Douglas is the lawman they fear the most, the one who knows their secrets, who has plumbed the depths of their madness. He studies these monsters, learns the patterns of their bizarre behavior and rituals (one serial killer would bury his victims and then weeks later take his wife and children to the very site for a picnic), knows them so well he begins to think along their lines, anticipating their next move. He knows the buttons that need to be pushed before they are even pressed. And it is then that he makes his move, going in armed with the information needed for the police to go out and put a grab on their suspect and end yet another plague of vicious murders.

The FBI Behavioral Science Unit is now the most useful tool we have against the serial killers who live among us.

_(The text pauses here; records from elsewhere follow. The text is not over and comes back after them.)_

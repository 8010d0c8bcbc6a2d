use anyhow::Context;
use clap::{Parser, Subcommand};
use std::path::PathBuf;
use tracing::{error, info};

use listings_api::api::{self, AppState};
use listings_api::config::{Config, DEFAULT_CONFIG_PATH};
use listings_api::db::DatabaseManager;
use listings_api::import::{ImportOptions, ImportSummary, Importer};
use listings_api::logging;

#[derive(Parser)]
#[command(name = "listings_api")]
#[command(about = "Real-estate listings API and CSV importer")]
#[command(version)]
struct Cli {
    /// Path to the TOML configuration file
    #[arg(long, global = true, default_value = DEFAULT_CONFIG_PATH)]
    config: PathBuf,

    #[command(subcommand)]
    command: Commands,
}

#[derive(Subcommand)]
enum Commands {
    /// Start the HTTP API server
    Serve {
        /// Port to listen on (overrides config)
        #[arg(long)]
        port: Option<u16>,
    },
    /// Import listings from a CSV file
    Import {
        /// CSV file with a header row
        file: PathBuf,
        /// Rows per committed batch; 0 imports the whole file in one transaction
        #[arg(long)]
        batch_size: Option<usize>,
    },
    /// Create the database schema
    Migrate,
}

#[tokio::main]
async fn main() -> anyhow::Result<()> {
    dotenv::dotenv().ok();
    let _log_guard = logging::init_logging();

    let cli = Cli::parse();
    let config = Config::load(&cli.config)
        .with_context(|| format!("loading configuration from {}", cli.config.display()))?;
    let database = DatabaseManager::new(&config.database.path);

    match cli.command {
        Commands::Serve { port } => {
            database.run_migrations()?;
            let conn = database.get_connection()?;
            let port = port.unwrap_or(config.server.port);

            println!("🚀 Starting listings API on {}:{}", config.server.host, port);
            api::start_server(AppState::new(conn), &config.server.host, port).await?;
        }
        Commands::Import { file, batch_size } => {
            database.run_migrations()?;
            let mut conn = database.get_connection()?;
            let options = ImportOptions {
                batch_size: batch_size.unwrap_or(config.import.batch_size),
            };

            println!("📥 Importing listings from {}...", file.display());
            match Importer::new(options).import_file(&mut conn, &file) {
                Ok(summary) => print_summary(&summary),
                Err(e) => {
                    error!("Import failed: {}", e);
                    println!("❌ Import failed: {}", e);
                    return Err(e.into());
                }
            }
        }
        Commands::Migrate => {
            database.run_migrations()?;
            info!("Schema ready at {}", database.path().display());
            println!("✅ Database schema is up to date ({})", database.path().display());
        }
    }

    Ok(())
}

fn print_summary(summary: &ImportSummary) {
    println!("\n📊 Import Results:");
    println!("   Rows seen: {}", summary.rows_seen);
    println!("   Created: {}", summary.created);
    println!("   Updated: {}", summary.updated);
    println!("   Unchanged: {}", summary.skipped);
    println!("   Failed: {}", summary.failed);
    println!("   Malformed fields: {}", summary.malformed_fields);
    println!(
        "   New locations / buildings / owners / features: {} / {} / {} / {}",
        summary.dimensions_created.locations,
        summary.dimensions_created.buildings,
        summary.dimensions_created.owners,
        summary.dimensions_created.features
    );

    if !summary.failures.is_empty() {
        println!("\n⚠️  Rejected rows:");
        for failure in &summary.failures {
            match &failure.url {
                Some(url) => println!("   - line {} ({}): {}", failure.line, url, failure.reason),
                None => println!("   - line {}: {}", failure.line, failure.reason),
            }
        }
    }
}
use csv::StringRecord;
use serde::Deserialize;
use std::collections::HashSet;
use url::Url;

use super::normalize::FieldCleaner;
use super::RowError;
use crate::error::ListingError;
use crate::models::{BuildingArgs, FeaturesArgs, ListingArgs, LocationArgs, OwnerArgs};

/// Short header names accepted for the long column names.
const COLUMN_ALIASES: &[(&str, &str)] = &[
    ("description", "description_text"),
    ("price", "price_total_zl"),
    ("district", "city_district"),
    ("address", "full_address"),
];

const COLUMNS: &[&str] = &[
    "url", "image_url", "description_text", "rooms", "area", "price_total_zl", "price_sqm_zl",
    "price_per_sqm_detailed", "date_posted", "photo_count", "city", "locality", "city_district",
    "street", "full_address", "latitude", "longitude", "year_built", "building_type", "floor",
    "owner_type", "contact_name", "contact_phone", "contact_email", "has_basement", "has_parking",
    "kitchen_type", "window_type", "ownership_type", "equipment",
];

/// Lowercases header names and resolves aliases to column names. Fails when
/// two headers land on the same column.
pub fn canonical_header(header: &StringRecord) -> Result<StringRecord, ListingError> {
    let mut seen = HashSet::new();
    let mut canonical = StringRecord::with_capacity(header.as_slice().len(), header.len());
    for name in header {
        let lowered = name.trim().to_lowercase();
        let column = COLUMN_ALIASES
            .iter()
            .find(|(alias, _)| *alias == lowered)
            .map_or(lowered.as_str(), |(_, column)| *column);
        if COLUMNS.contains(&column) && !seen.insert(column.to_string()) {
            return Err(ListingError::Validation(format!(
                "CSV header maps more than one column to '{column}'"
            )));
        }
        canonical.push_field(column);
    }
    Ok(canonical)
}

/// One CSV record as read from the file. Columns missing from the header
/// deserialize as `None`; the header must pass through [`canonical_header`].
#[derive(Debug, Clone, Default, Deserialize)]
pub struct RawListingRow {
    pub url: Option<String>,
    pub image_url: Option<String>,
    pub description_text: Option<String>,
    pub rooms: Option<String>,
    pub area: Option<String>,
    pub price_total_zl: Option<String>,
    pub price_sqm_zl: Option<String>,
    pub price_per_sqm_detailed: Option<String>,
    pub date_posted: Option<String>,
    pub photo_count: Option<String>,

    pub city: Option<String>,
    pub locality: Option<String>,
    pub city_district: Option<String>,
    pub street: Option<String>,
    pub full_address: Option<String>,
    pub latitude: Option<String>,
    pub longitude: Option<String>,

    pub year_built: Option<String>,
    pub building_type: Option<String>,
    pub floor: Option<String>,

    pub owner_type: Option<String>,
    pub contact_name: Option<String>,
    pub contact_phone: Option<String>,
    pub contact_email: Option<String>,

    pub has_basement: Option<String>,
    pub has_parking: Option<String>,
    pub kitchen_type: Option<String>,
    pub window_type: Option<String>,
    pub ownership_type: Option<String>,
    pub equipment: Option<String>,
}

/// A fully normalized row, split into the listing and its four dimensions.
#[derive(Debug, Clone, PartialEq)]
pub struct ListingRecord {
    pub listing: ListingArgs,
    pub location: LocationArgs,
    pub building: BuildingArgs,
    pub owner: OwnerArgs,
    pub features: FeaturesArgs,
}

impl RawListingRow {
    /// Normalizes every column. Only the URL can reject the row; any other
    /// malformed token is recorded on `cleaner` and stored as absent.
    pub fn normalize(&self, cleaner: &mut FieldCleaner) -> Result<ListingRecord, RowError> {
        let url = cleaner
            .text(self.url.as_deref())
            .ok_or(RowError::MissingRequiredField("url"))?;
        validate_url(&url)?;

        let listing = ListingArgs {
            url,
            rooms: cleaner.integer("rooms", self.rooms.as_deref()),
            area: cleaner.decimal("area", self.area.as_deref()),
            price_total_zl: cleaner.decimal("price_total_zl", self.price_total_zl.as_deref()),
            price_sqm_zl: cleaner.decimal("price_sqm_zl", self.price_sqm_zl.as_deref()),
            price_per_sqm_detailed: cleaner
                .decimal("price_per_sqm_detailed", self.price_per_sqm_detailed.as_deref()),
            date_posted: cleaner.date("date_posted", self.date_posted.as_deref()),
            photo_count: cleaner.integer("photo_count", self.photo_count.as_deref()),
            image_url: cleaner.text(self.image_url.as_deref()),
            description_text: cleaner.text(self.description_text.as_deref()),
        };

        let location = LocationArgs {
            city: cleaner.text(self.city.as_deref()),
            locality: cleaner.text(self.locality.as_deref()),
            city_district: cleaner.text(self.city_district.as_deref()),
            street: cleaner.text(self.street.as_deref()),
            full_address: cleaner.text(self.full_address.as_deref()),
            latitude: cleaner.decimal("latitude", self.latitude.as_deref()),
            longitude: cleaner.decimal("longitude", self.longitude.as_deref()),
        };

        let building = BuildingArgs {
            year_built: cleaner.integer("year_built", self.year_built.as_deref()),
            building_type: cleaner.text(self.building_type.as_deref()),
            floor: cleaner.integer("floor", self.floor.as_deref()),
        };

        let owner = OwnerArgs {
            owner_type: cleaner.text(self.owner_type.as_deref()),
            contact_name: cleaner.text(self.contact_name.as_deref()),
            contact_phone: cleaner.text(self.contact_phone.as_deref()),
            contact_email: cleaner.text(self.contact_email.as_deref()),
        };

        let features = FeaturesArgs {
            has_basement: cleaner.boolean("has_basement", self.has_basement.as_deref()),
            has_parking: cleaner.boolean("has_parking", self.has_parking.as_deref()),
            kitchen_type: cleaner.text(self.kitchen_type.as_deref()),
            window_type: cleaner.text(self.window_type.as_deref()),
            ownership_type: cleaner.text(self.ownership_type.as_deref()),
            equipment: cleaner.text(self.equipment.as_deref()),
        };

        Ok(ListingRecord {
            listing,
            location,
            building,
            owner,
            features,
        })
    }
}

fn validate_url(url: &str) -> Result<(), RowError> {
    let invalid = || RowError::InvalidRequiredField {
        column: "url",
        value: url.to_string(),
    };
    let parsed = Url::parse(url).map_err(|_| invalid())?;
    match parsed.scheme() {
        "http" | "https" => Ok(()),
        _ => Err(invalid()),
    }
}

#[cfg(test)]
mod tests {
    use super::*;
    use rust_decimal::Decimal;

    fn row(url: &str) -> RawListingRow {
        RawListingRow {
            url: Some(url.to_string()),
            ..Default::default()
        }
    }

    #[test]
    fn test_missing_url_rejects_row() {
        let mut cleaner = FieldCleaner::new();
        let err = row("   ").normalize(&mut cleaner).unwrap_err();
        assert!(matches!(err, RowError::MissingRequiredField("url")));

        let err = RawListingRow::default().normalize(&mut cleaner).unwrap_err();
        assert!(matches!(err, RowError::MissingRequiredField("url")));
    }

    #[test]
    fn test_non_http_url_rejects_row() {
        let mut cleaner = FieldCleaner::new();
        for url in ["not a url", "ftp://example.com/1", "/relative/path"] {
            let err = row(url).normalize(&mut cleaner).unwrap_err();
            assert!(matches!(err, RowError::InvalidRequiredField { column: "url", .. }), "url {url}");
        }
    }

    #[test]
    fn test_malformed_optional_fields_become_absent() {
        let raw = RawListingRow {
            price_total_zl: Some("abc".to_string()),
            rooms: Some("2".to_string()),
            has_parking: Some("tak".to_string()),
            city: Some(" Kraków ".to_string()),
            ..row("http://x/1")
        };
        let mut cleaner = FieldCleaner::new();
        let record = raw.normalize(&mut cleaner).unwrap();

        assert_eq!(record.listing.url, "http://x/1");
        assert_eq!(record.listing.price_total_zl, None);
        assert_eq!(record.listing.rooms, Some(2));
        assert_eq!(record.features.has_parking, Some(true));
        assert_eq!(record.features.has_basement, None);
        assert_eq!(record.location.city.as_deref(), Some("Kraków"));
        assert_eq!(cleaner.malformed().len(), 1);
    }

    #[test]
    fn test_prices_are_parsed() {
        let raw = RawListingRow {
            price_total_zl: Some("300 000 zł".to_string()),
            price_sqm_zl: Some("6 122,45".to_string()),
            ..row("https://example.com/offer/1")
        };
        let record = raw.normalize(&mut FieldCleaner::new()).unwrap();
        assert_eq!(record.listing.price_total_zl, Some(Decimal::from(300_000)));
        assert_eq!(record.listing.price_sqm_zl, Some(Decimal::new(612245, 2)));
    }

    #[test]
    fn test_header_is_case_insensitive_and_resolves_aliases() {
        let header = StringRecord::from(vec!["URL", " Price ", "District", "notes"]);
        let canonical = canonical_header(&header).unwrap();
        assert_eq!(canonical, StringRecord::from(vec!["url", "price_total_zl", "city_district", "notes"]));

        let record = StringRecord::from(vec!["https://example.com/offer/1", "300 000", "Wola", "x"]);
        let raw: RawListingRow = record.deserialize(Some(&canonical)).unwrap();
        assert_eq!(raw.url.as_deref(), Some("https://example.com/offer/1"));
        assert_eq!(raw.city_district.as_deref(), Some("Wola"));
    }

    #[test]
    fn test_header_rejects_column_and_alias_together() {
        let header = StringRecord::from(vec!["url", "price", "price_total_zl"]);
        let err = canonical_header(&header).unwrap_err();
        assert!(matches!(err, ListingError::Validation(_)));

        let header = StringRecord::from(vec!["url", "URL"]);
        assert!(canonical_header(&header).is_err());

        let header = StringRecord::from(vec!["url", "notes", "notes"]);
        assert!(canonical_header(&header).is_ok());
    }
}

The Criminal Profiling Program is studied and copied by a number of police departments around the world. John Douglas was the man responsible for both achievements. “I’ve interviewed them all—from The Son of Sam to Ted Bundy, Manson, John Wayne Gacy, Richard Speck, Donald Harvey—and learned as much as I could from them while I was in their company. We can never eliminate them. There’s just too many out there with a need to kill, a thirst for murder. But we have the tools now to bring the chase to them a lot sooner and bring them to an end a lot faster.”

All of it because of his own pioneering work.

John Douglas’ hair is greyer now, and though his body is still work-out hard, he might not be as fast out of the gate as he was when he first picked up that Bureau shield. But the passing years have only increased his capacity for reading the criminal mind and reacting with the speed necessary to catch what at times must seem like an invisible prey.

John Douglas was our first Profiler and he remains our best.

He is the constant in a serial killer’s disturbed dreams, their worst nightmare come to life.

He is the only one who can make them taste the fear they so cruelly inflict on others.

The only one.


3 thoughts on “John Douglas, The Profiler

  1. If he is the one who knows the secrets of serial killers, it’s partly because, like BTK, Robert Hansen, Robert Yates, Russell Williams, etc., he’s an aviator. He was in the air force and there is a connection between serial killers and aviation. There are as many aviators as truckers which you would not suspect. If it was just a navigation thing, then there would be a whole lot more truckers like the I-5 killer by proportion. That’s not the case. So what is the connection? I don’t think Douglas would even admit to such a link. He might have a blindside for air force and aviators.